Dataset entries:

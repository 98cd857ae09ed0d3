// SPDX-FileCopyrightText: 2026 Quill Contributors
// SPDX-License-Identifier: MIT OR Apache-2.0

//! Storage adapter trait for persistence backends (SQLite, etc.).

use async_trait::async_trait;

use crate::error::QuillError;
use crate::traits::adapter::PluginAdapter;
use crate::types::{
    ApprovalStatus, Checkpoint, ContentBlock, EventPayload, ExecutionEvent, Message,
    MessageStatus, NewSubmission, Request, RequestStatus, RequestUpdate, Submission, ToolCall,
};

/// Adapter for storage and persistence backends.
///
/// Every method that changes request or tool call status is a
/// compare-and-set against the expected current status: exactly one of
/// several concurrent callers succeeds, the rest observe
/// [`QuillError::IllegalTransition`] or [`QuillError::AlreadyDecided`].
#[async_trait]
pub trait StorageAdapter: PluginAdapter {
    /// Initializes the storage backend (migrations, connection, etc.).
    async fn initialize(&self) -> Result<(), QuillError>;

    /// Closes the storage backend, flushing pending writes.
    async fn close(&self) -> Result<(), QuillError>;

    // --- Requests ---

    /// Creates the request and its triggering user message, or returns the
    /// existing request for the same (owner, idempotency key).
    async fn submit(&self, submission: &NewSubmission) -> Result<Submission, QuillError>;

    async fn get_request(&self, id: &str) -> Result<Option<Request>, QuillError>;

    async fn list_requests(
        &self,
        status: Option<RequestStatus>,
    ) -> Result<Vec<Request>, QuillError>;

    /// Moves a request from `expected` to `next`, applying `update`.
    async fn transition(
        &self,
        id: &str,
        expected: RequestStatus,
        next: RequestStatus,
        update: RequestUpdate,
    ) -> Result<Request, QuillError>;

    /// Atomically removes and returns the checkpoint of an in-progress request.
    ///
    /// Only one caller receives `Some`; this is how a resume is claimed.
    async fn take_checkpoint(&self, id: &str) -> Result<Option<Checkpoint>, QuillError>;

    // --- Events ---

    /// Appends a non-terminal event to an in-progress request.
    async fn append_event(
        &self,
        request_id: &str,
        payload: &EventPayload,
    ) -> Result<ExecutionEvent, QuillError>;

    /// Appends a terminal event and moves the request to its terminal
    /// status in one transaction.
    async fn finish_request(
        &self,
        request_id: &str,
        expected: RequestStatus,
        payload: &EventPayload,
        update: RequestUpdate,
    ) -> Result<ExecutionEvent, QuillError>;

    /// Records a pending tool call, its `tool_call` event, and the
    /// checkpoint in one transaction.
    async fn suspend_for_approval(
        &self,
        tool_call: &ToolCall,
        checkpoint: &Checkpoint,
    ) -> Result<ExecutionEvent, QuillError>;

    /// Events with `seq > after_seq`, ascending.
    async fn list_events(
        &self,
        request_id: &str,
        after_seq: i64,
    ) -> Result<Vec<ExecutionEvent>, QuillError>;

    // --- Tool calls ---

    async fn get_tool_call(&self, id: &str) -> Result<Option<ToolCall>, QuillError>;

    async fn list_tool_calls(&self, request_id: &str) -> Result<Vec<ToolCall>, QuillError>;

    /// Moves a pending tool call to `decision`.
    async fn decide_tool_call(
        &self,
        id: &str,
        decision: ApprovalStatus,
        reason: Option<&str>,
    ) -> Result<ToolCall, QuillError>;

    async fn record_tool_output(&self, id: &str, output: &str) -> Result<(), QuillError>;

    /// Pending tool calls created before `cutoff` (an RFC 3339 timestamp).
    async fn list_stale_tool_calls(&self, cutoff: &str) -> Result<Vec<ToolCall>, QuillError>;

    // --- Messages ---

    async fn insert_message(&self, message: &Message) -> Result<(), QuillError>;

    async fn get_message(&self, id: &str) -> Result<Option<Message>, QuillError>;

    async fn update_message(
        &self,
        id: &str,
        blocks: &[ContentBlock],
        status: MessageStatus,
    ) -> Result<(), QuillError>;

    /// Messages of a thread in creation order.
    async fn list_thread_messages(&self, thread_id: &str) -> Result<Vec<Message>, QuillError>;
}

---

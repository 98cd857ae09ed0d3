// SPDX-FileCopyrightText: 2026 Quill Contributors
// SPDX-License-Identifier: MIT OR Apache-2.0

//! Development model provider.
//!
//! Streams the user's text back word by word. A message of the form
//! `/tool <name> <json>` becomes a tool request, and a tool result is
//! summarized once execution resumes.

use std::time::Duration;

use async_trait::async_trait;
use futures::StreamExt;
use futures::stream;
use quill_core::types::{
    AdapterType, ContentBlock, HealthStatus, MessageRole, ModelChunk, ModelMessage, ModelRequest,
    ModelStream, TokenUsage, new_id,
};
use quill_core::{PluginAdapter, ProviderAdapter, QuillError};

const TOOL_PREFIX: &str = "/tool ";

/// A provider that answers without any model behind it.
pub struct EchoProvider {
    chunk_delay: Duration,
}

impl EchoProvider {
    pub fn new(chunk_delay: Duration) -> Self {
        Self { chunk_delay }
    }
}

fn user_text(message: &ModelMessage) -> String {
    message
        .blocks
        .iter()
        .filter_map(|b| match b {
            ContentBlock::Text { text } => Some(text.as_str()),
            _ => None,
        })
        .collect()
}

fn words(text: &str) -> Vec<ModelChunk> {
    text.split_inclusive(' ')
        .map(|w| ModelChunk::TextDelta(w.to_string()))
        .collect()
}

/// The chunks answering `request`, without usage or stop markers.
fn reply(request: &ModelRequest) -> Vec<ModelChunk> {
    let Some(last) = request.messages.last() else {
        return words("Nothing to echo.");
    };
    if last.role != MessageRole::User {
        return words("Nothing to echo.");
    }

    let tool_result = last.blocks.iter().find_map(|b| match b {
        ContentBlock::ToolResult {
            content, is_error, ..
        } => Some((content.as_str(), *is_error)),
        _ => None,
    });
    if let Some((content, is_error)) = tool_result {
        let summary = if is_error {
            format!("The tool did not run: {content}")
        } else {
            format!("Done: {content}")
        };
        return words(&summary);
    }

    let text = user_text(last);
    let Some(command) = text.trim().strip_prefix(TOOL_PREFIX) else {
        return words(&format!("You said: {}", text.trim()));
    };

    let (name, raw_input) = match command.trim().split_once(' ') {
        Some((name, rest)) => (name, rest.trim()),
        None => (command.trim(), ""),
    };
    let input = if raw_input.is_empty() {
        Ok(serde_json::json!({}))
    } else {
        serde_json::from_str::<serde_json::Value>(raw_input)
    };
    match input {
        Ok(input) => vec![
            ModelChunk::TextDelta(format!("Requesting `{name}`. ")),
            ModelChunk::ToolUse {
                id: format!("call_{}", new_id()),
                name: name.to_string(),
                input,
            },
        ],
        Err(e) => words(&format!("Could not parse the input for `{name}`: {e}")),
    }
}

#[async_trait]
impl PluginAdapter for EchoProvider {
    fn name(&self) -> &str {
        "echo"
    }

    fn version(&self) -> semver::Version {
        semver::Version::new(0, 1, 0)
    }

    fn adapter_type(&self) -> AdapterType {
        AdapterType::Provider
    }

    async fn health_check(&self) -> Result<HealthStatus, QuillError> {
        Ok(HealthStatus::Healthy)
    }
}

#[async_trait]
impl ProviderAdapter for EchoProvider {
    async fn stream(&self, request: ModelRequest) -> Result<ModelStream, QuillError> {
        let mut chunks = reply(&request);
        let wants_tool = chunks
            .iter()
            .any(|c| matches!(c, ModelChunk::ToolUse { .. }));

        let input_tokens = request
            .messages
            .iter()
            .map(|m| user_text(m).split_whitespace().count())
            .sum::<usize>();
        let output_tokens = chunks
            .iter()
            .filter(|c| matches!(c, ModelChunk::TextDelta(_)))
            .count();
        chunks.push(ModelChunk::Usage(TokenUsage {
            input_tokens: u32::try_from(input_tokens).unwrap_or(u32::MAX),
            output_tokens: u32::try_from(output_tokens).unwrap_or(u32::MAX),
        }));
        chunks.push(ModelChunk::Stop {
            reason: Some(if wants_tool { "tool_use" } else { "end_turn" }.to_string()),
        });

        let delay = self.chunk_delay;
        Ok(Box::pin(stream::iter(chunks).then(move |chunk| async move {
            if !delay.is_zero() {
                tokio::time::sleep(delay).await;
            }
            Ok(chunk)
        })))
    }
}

==

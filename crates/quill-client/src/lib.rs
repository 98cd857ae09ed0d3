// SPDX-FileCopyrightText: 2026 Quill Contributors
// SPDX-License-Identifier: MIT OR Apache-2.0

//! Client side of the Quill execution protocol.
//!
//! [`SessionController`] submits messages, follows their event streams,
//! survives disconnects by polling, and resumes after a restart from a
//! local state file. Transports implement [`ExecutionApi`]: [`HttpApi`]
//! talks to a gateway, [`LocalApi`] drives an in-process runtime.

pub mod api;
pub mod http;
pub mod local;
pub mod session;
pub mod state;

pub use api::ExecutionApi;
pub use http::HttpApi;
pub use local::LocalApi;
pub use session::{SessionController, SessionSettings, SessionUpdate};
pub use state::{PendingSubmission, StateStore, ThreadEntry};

# TASK GOAL:
Filter the entries by the string "reply" and copy each matching line.

# ANSWER TO THIS TASK:
fn reply(request: &ModelRequest) -> Vec<ModelChunk> {
        let mut chunks = reply(&request);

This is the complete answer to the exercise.